If you suspect this issue is affecting you, start by using the EXPLAIN command to compare the slow and fast queries. Look at the output of EXPLAIN SELECT query... and compare it to the result of

PREPARE query... ;
EXPLAIN EXECUTE query...

to see if the plans are notably different. EXPLAIN ANALYZE may give you more information, such as row count estimates and counts.

Usually people having this problem are trying to use prepared queries as a security measure to prevent SQL injection, rather than as a performance tuning option for expensive-to-plan queries frequently executed with a variety of different parameters. Those people should consider using client-side prepared statements if their client interface (eg PgJDBC) supports it. The PostgreSQL protocol supports parameterised queries without server-side persistent prepared statements and most client drivers support using that via their client side prepared statement interfaces.

At present, PostgreSQL does not offer a way to request re-planning of a prepared statement using a particular set of parameter values; however, 9.2 and above may do so automatically where statistics indicate that it is desirable.

93. Why is my query much slower when run in a function than standalone?

Queries in PL/PgSQL functions are prepared and cached, so they execute in much the same way as if you'd PREPAREd Then EXECUTEd the query yourself.

If you're having really severe issues with this that improving the table statistics or adjusting your query don't help with, you can work around it by forcing PL/PgSQL to re-prepare your query at every execution. To do this, use the EXECUTE ... USING statement in PL/PgSQL to supply your query as a textual string. Alternately, the quote_literal or quote_nullable functions may be used to escape parameters substituted into query text.

94. Why do my strings sort incorrectly?

First, make sure you are using the locale you want to be using. Use SHOW lc_collate to show the database-wide locale in effect. If you are using per-column collations, check those. If everything is how you want it, then read on.

PostgreSQL uses the C library's locale facilities for sorting strings. So if the sort order of the strings is not what you expect, the issue is likely in the C library. You can verify the C library's idea of sorting using the sort utility on a text file, e.g.,

LC_COLLATE=xx_YY.utf8 sort testfile.txt

If this results in the same order that PostgreSQL gives you, then the problem is outside of PostgreSQL.

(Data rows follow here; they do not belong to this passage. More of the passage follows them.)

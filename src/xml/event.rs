/*!
 * The XML event vocabulary shared by every pass.
 *
 * A document is a flat sequence of [`Event`]s in document order. Text is
 * already entity-decoded, attribute values are decoded, and names are split
 * into a namespace URI and a local name.
 */

use indexmap::IndexMap;
use std::fmt;

/// A namespace-qualified name
#[derive(Debug, Clone, PartialEq, Eq, Hash, PartialOrd, Ord)]
pub struct QName {
    /// Namespace URI, `None` for names outside any namespace
    pub uri: Option<String>,
    /// Local part of the name
    pub name: String,
}

impl QName {
    pub fn new(uri: Option<&str>, name: &str) -> Self {
        Self {
            uri: uri.map(str::to_string),
            name: name.to_string(),
        }
    }

    /// A name outside any namespace
    pub fn local(name: &str) -> Self {
        Self::new(None, name)
    }

    pub fn uri(&self) -> Option<&str> {
        self.uri.as_deref()
    }
}

impl fmt::Display for QName {
    fn fmt(&self, f: &mut fmt::Formatter<'_>) -> fmt::Result {
        match &self.uri {
            Some(uri) => write!(f, "{{{}}}{}", uri, self.name),
            None => write!(f, "{}", self.name),
        }
    }
}

/// Attributes of a start tag, in source order
pub type Attributes = IndexMap<QName, String>;

/// Payload of a `<!DOCTYPE ...>` declaration
#[derive(Debug, Clone, PartialEq, Eq, Default)]
pub struct DocType {
    pub name: String,
    pub public_id: Option<String>,
    pub system_id: Option<String>,
    pub internal_subset: Option<String>,
}

/// Payload of a start tag
#[derive(Debug, Clone, PartialEq, Eq)]
pub struct StartElement {
    pub name: QName,
    pub attributes: Attributes,
    /// The tag was written `<name/>`; the matching end event follows immediately
    pub self_closing: bool,
}

impl StartElement {
    pub fn new(name: QName) -> Self {
        Self {
            name,
            attributes: Attributes::new(),
            self_closing: false,
        }
    }

    pub fn with_attribute(mut self, name: QName, value: &str) -> Self {
        self.attributes.insert(name, value.to_string());
        self
    }

    /// Value of an attribute outside any namespace
    pub fn attribute(&self, name: &str) -> Option<&str> {
        self.attributes
            .get(&QName::local(name))
            .map(String::as_str)
    }
}

/// What happened at one point of the document
#[derive(Debug, Clone, PartialEq, Eq)]
pub enum EventKind {
    XmlDecl {
        version: String,
        encoding: Option<String>,
        standalone: Option<String>,
    },
    DocType(DocType),
    StartElement(StartElement),
    EndElement(QName),
    Text(String),
    Comment(String),
    ProcessingInstruction(String),
    CData(String),
}

/// One event of the stream, with the line it starts on
#[derive(Debug, Clone, PartialEq, Eq)]
pub struct Event {
    pub kind: EventKind,
    pub line: usize,
}

impl Event {
    pub fn new(kind: EventKind, line: usize) -> Self {
        Self { kind, line }
    }

    pub fn text(value: &str, line: usize) -> Self {
        Self::new(EventKind::Text(value.to_string()), line)
    }

    pub fn start(start: StartElement, line: usize) -> Self {
        Self::new(EventKind::StartElement(start), line)
    }

    pub fn end(name: QName, line: usize) -> Self {
        Self::new(EventKind::EndElement(name), line)
    }

    pub fn is_text(&self) -> bool {
        matches!(self.kind, EventKind::Text(_))
    }
}

/// Merge runs of adjacent text events into one
///
/// Passes that split text (the translator emits one text per unit) use this
/// so their output compares equal to the parsed input.
pub fn coalesce_text(events: Vec<Event>) -> Vec<Event> {
    let mut merged: Vec<Event> = Vec::with_capacity(events.len());
    for event in events {
        if let (EventKind::Text(value), Some(Event { kind: EventKind::Text(previous), .. })) =
            (&event.kind, merged.last_mut())
        {
            previous.push_str(value);
            continue;
        }
        if matches!(&event.kind, EventKind::Text(value) if value.is_empty()) {
            continue;
        }
        merged.push(event);
    }
    merged
}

PostgreSQL deviates from the libc behavior in so far as it breaks ties by sorting strings in byte order. This should rarely make a difference in practice, and is usually not the source of the problem when users complain about the sort order, but it could affect cases where, for example, combining and precombined Unicode characters are mixed.

If the problem is in the C library, you will have to take it up with your operating system maintainers. Note, however, that while actual bugs in locale definitions of C libraries have been known to exist, it is more likely that the C library is correct, where "correct" means it follows some recognized international or national standard. Possibly, you are expecting one of multiple equally valid interpretations of a language's sorting rules.

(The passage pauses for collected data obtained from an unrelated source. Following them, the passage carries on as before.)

/*!
 * Integration tests for extraction and translation of whole documents
 */

use pretty_assertions::assert_eq;
use std::sync::Arc;
use xlate::errors::PipelineError;
use xlate::translation::{
    MemoryCatalog, Message, Segment, Segmenter, extract_units, translate_document,
    translate_events,
};
use xlate::xml::{ElementSchema, EventKind, Namespace, NamespaceRegistry, parse, serialize};
use crate::common;

fn message(serialized: &str) -> Message {
    Message::deserialize(serialized).expect("valid message")
}

fn catalog(entries: &[(&str, Option<&str>, &str)]) -> MemoryCatalog {
    let mut catalog = MemoryCatalog::new();
    for (source, context, target) in entries {
        catalog.set_translation(&message(source), *context, message(target));
    }
    catalog
}

/// Test a paragraph with an inline element
#[test]
fn test_extract_withInlineElement_shouldGiveOneUnitWithFormat() {
    common::init_logging();
    let units = common::extract("<p>Hello <em>world</em>!</p>", "en");

    assert_eq!(units.len(), 1);
    assert_eq!(units[0].context(), Some("paragraph"));
    assert_eq!(
        units[0].message.segments().cloned().collect::<Vec<_>>(),
        vec![
            Segment::Text("Hello ".to_string()),
            Segment::StartFormat(1),
            Segment::Text("world".to_string()),
            Segment::EndFormat(1),
            Segment::Text("!".to_string()),
        ]
    );
}

/// Test that an abbreviation does not split the sentence
#[test]
fn test_extract_withAbbreviation_shouldNotSplit() {
    assert_eq!(
        common::extract_messages("<p>This is Toto Inc. a big company.</p>", "en"),
        vec!["This is Toto Inc. a big company."]
    );
}

/// Test that decimals do not split the sentence
#[test]
fn test_extract_withDecimals_shouldKeepSentence() {
    assert_eq!(
        common::extract_messages("<p>The 12.54 and 12,54 and 152.</p>", "en"),
        vec!["The 12.54 and 12,54 and 152."]
    );
}

/// Test sentence splitting across an inline element
#[test]
fn test_extract_withSentencesInsideInline_shouldHoistInline() {
    let units = common::extract(
        "<p>Say: <em>hello world. It's me.</em> Do you remember me?</p>",
        "en",
    );

    let messages: Vec<String> = units.iter().map(|unit| unit.message.serialize()).collect();
    assert_eq!(
        messages,
        vec!["Say:", "hello world.", "It's me.", "Do you remember me?"]
    );
    assert!(units.iter().all(|unit| unit.context() == Some("paragraph")));
}

/// Test translation of a message with an inline element
#[test]
fn test_translate_withInlineElement_shouldRestoreElement() {
    let catalog = catalog(&[(
        "Say <g id=\"1\">hello world</g>!",
        Some("paragraph"),
        "Di <g id=\"1\">hola mundo</g>!",
    )]);

    let output = common::translate(
        "<p>Say <em class=\"greeting\" title=\"Greeting\">hello world</em>!</p>",
        &catalog,
    );

    assert_eq!(
        output,
        "<p>Di <em class=\"greeting\" title=\"Greeting\">hola mundo</em>!</p>"
    );
}

/// Test translation of units cut out of one message
#[test]
fn test_translate_withSeveralUnits_shouldKeepInlineAroundThem() {
    let catalog = catalog(&[
        ("Say:", Some("paragraph"), "Di:"),
        ("hello world.", Some("paragraph"), "hola mundo."),
        ("It's me.", Some("paragraph"), "Soy yo."),
        ("Do you remember me?", Some("paragraph"), "¿Te acuerdas de mí?"),
    ]);

    let output = common::translate(
        "<p>Say: <em>hello world. It's me.</em> Do you remember me?</p>",
        &catalog,
    );

    assert_eq!(
        output,
        "<p>Di: <em>hola mundo. Soy yo.</em> ¿Te acuerdas de mí?</p>"
    );
}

Common complaint patterns include:

Spaces and special characters: The sorting algorithm normally works in multiple passes. First, all the letters are compared, ignoring spaces and punctuation. Then, spaces and punctuation are compared to break ties. (This is a simplification of what actually happens.) It's not possible to change this without changing the locale definitions themselves (and even then it's difficult). You might want to restructure your data slightly to avoid this problem. For example, if you are sorting a name field, you could split the field into first and last name fields, avoiding the space in between.

Upper/lower case: Locales other than the C locale generally sort upper and lower case letters together. So the order will be something like a A b B c C ... instead of the A B C ... a b c ... that a sort based on ASCII byte values will give. That is correct.

German locale: sort order of ä as a or ae. Both of these are valid (see http://de.wikipedia.org/wiki/Alphabetische_Sortierung), but most C libraries only provide the first one. Fixing this would require creating a custom locale. This is possible, but will take some work.

It is not in ASCII/byte order. No, it's not, it's not supposed to be. ASCII is an encoding, not a sort order. If you want this, you can use the C locale, but then you use the ability to non-ASCII characters.

That said, if you are on Mac OS X or a BSD-family operating system, and you are using UTF-8, then give up. The locale definitions on those operating systems are broken.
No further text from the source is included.